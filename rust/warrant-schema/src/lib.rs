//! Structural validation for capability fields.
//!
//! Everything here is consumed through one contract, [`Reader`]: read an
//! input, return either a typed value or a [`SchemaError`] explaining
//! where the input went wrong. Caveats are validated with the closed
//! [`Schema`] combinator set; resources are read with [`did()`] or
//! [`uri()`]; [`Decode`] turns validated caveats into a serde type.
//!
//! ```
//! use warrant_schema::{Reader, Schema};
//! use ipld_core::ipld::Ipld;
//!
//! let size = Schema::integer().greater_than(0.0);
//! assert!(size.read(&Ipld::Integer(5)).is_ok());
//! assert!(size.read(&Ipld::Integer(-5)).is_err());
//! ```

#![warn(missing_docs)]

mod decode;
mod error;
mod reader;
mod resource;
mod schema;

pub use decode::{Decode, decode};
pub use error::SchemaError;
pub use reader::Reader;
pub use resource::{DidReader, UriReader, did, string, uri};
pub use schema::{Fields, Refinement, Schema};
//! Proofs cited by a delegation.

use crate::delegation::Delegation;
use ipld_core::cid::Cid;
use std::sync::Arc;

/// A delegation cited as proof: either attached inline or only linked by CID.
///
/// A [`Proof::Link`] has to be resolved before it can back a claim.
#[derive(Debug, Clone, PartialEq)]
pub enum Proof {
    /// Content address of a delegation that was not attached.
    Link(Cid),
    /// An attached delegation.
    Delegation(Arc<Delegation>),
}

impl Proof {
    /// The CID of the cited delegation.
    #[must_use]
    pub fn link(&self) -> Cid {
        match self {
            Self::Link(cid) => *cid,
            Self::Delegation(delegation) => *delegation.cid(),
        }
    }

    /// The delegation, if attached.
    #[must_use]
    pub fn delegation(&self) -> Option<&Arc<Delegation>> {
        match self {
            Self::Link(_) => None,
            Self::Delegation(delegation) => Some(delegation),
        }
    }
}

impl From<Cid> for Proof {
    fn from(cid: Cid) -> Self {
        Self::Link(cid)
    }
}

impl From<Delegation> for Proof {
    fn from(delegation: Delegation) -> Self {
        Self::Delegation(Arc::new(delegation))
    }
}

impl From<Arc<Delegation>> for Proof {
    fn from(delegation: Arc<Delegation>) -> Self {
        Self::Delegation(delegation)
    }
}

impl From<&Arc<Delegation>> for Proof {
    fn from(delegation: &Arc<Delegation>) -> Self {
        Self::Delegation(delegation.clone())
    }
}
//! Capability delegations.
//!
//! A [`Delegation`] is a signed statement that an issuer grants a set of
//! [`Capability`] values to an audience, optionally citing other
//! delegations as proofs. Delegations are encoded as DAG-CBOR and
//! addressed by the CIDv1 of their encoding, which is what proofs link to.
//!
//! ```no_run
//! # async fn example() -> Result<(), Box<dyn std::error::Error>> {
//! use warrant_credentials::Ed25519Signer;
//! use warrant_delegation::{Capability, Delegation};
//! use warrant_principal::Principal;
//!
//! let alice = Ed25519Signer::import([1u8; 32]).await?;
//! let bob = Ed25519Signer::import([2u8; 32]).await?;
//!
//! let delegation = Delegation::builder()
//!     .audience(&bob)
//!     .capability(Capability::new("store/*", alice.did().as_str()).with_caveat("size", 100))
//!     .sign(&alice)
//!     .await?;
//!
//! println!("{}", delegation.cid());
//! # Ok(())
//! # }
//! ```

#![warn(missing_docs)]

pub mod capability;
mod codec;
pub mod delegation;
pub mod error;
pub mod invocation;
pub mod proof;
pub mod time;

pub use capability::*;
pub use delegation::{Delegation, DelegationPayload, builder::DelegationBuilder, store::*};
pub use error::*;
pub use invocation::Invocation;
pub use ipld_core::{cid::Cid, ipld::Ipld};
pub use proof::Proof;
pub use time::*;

========================

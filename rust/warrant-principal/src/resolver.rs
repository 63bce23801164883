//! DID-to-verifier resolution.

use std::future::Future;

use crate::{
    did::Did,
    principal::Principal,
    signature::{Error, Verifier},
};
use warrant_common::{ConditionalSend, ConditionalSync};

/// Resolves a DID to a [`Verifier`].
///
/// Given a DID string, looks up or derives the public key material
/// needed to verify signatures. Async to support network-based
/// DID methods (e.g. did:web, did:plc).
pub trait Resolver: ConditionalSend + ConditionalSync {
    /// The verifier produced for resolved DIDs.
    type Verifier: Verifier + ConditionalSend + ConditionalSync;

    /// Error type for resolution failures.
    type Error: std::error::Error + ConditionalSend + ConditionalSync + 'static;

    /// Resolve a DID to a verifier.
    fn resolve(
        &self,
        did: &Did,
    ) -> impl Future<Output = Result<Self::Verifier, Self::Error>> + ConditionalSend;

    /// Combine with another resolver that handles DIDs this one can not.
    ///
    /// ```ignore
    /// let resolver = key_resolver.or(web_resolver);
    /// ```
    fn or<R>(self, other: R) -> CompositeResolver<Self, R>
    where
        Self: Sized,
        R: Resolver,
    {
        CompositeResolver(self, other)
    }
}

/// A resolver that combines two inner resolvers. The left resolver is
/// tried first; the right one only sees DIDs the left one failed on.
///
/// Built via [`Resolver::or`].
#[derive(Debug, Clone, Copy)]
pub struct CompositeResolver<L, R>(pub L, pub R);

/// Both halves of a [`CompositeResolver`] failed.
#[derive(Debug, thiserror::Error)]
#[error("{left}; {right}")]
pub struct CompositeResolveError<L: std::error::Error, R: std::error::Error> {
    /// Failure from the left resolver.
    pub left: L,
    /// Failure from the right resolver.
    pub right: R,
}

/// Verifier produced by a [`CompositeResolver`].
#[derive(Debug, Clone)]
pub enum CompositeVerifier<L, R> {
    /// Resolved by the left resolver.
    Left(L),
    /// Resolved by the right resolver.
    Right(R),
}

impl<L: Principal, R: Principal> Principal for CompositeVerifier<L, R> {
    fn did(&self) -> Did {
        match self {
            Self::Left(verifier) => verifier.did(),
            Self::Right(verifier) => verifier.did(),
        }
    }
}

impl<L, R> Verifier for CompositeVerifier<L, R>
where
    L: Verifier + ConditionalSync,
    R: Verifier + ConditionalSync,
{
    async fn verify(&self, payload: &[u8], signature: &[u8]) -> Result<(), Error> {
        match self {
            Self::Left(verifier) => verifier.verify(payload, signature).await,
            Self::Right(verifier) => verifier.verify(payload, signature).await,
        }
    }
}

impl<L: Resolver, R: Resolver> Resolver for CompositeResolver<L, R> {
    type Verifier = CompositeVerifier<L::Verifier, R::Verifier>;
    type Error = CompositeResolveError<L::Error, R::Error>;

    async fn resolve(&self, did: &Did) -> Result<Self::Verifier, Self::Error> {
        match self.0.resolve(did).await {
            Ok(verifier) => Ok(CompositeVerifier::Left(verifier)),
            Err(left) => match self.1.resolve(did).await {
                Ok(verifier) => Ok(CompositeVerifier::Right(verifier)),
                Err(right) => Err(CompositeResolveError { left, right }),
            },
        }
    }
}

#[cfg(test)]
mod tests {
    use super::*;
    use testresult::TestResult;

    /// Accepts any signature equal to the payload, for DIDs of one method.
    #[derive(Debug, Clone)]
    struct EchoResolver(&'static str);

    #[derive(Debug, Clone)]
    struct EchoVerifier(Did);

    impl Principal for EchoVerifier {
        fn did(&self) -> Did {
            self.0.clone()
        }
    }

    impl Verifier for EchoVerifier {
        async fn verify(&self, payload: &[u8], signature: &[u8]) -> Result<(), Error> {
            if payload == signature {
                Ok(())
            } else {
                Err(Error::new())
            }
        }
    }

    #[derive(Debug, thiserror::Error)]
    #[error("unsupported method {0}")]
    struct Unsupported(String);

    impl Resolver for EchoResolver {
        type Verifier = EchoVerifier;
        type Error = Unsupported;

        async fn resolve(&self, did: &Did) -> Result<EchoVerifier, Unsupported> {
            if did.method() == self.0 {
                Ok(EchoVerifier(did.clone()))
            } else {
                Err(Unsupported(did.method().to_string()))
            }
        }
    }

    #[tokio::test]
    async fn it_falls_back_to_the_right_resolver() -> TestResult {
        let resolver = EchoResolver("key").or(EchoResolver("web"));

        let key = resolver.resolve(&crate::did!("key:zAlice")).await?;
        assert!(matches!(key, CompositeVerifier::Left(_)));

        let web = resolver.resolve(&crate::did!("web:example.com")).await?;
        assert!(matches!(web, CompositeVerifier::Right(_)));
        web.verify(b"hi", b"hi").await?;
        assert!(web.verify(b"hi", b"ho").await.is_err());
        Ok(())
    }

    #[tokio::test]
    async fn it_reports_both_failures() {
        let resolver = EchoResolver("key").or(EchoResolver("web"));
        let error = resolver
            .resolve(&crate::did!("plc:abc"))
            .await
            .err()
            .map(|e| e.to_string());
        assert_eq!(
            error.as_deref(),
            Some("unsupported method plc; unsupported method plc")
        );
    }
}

========================

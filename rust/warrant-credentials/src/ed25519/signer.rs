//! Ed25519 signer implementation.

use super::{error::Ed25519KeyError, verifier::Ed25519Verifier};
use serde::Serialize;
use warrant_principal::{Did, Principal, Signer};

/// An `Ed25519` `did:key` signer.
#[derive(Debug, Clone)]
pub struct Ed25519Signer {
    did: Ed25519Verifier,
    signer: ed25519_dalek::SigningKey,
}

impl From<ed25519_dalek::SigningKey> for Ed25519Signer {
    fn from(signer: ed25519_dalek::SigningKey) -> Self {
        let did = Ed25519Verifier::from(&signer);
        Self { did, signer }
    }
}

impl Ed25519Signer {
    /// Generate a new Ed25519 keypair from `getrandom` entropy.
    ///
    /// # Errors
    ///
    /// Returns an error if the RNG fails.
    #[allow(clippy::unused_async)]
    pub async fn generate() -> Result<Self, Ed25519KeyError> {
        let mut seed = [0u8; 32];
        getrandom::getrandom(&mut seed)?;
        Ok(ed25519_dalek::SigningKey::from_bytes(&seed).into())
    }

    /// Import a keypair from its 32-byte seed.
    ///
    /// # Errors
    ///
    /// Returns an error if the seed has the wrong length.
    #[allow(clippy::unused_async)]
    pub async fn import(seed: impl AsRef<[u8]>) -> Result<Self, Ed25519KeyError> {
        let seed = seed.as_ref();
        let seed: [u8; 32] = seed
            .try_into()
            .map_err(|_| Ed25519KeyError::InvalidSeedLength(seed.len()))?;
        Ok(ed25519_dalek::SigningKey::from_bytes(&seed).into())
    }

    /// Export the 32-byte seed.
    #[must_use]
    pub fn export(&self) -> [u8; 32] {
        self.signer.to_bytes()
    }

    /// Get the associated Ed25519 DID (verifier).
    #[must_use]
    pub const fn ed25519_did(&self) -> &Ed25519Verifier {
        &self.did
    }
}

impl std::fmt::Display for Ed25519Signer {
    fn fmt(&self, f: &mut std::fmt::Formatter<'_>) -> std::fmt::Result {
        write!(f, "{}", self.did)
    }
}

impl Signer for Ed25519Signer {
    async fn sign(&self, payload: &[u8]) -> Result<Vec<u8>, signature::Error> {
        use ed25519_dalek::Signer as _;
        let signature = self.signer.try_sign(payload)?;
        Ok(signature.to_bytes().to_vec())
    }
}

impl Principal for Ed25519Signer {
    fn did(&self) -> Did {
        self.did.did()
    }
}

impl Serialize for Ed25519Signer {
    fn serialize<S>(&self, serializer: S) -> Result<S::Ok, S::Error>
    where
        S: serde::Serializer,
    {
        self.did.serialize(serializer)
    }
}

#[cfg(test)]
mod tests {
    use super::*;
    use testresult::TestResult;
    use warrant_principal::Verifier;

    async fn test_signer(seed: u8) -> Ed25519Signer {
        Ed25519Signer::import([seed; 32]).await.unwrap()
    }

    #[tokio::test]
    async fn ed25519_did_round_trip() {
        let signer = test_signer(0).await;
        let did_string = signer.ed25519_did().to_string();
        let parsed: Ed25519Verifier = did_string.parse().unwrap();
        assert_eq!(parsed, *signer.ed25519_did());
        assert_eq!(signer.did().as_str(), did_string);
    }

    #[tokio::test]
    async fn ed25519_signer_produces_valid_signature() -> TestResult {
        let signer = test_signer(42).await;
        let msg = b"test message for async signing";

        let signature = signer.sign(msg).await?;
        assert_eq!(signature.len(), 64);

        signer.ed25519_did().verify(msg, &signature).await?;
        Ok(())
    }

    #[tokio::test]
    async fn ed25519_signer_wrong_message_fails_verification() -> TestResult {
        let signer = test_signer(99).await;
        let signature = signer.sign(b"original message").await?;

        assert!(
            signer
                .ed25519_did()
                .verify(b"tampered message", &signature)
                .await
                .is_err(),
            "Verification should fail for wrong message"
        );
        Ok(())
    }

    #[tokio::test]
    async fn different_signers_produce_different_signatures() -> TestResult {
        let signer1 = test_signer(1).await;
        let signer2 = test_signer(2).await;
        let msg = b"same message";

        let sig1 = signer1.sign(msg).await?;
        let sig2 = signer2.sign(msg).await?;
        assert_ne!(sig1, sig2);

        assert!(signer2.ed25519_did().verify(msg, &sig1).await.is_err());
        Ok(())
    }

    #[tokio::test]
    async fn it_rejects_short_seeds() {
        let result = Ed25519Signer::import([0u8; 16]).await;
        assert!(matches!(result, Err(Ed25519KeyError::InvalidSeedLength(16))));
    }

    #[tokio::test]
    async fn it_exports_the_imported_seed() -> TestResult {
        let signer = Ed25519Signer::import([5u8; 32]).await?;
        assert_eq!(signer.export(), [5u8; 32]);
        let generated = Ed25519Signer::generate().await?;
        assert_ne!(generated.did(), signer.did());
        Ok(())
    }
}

========================

_TASK GOAL_
The lines above starting at the one that contains "filename rust/warrant-schema/src/lib.rs" and ending at the one that contains "with the closed" must be transcribed exactly, and no other lines may appear.

_THE COMPLETED TASK_
filename rust/warrant-schema/src/lib.rs
//! Structural validation for capability fields.
//!
//! Everything here is consumed through one contract, [`Reader`]: read an
//! input, return either a typed value or a [`SchemaError`] explaining
//! where the input went wrong. Caveats are validated with the closed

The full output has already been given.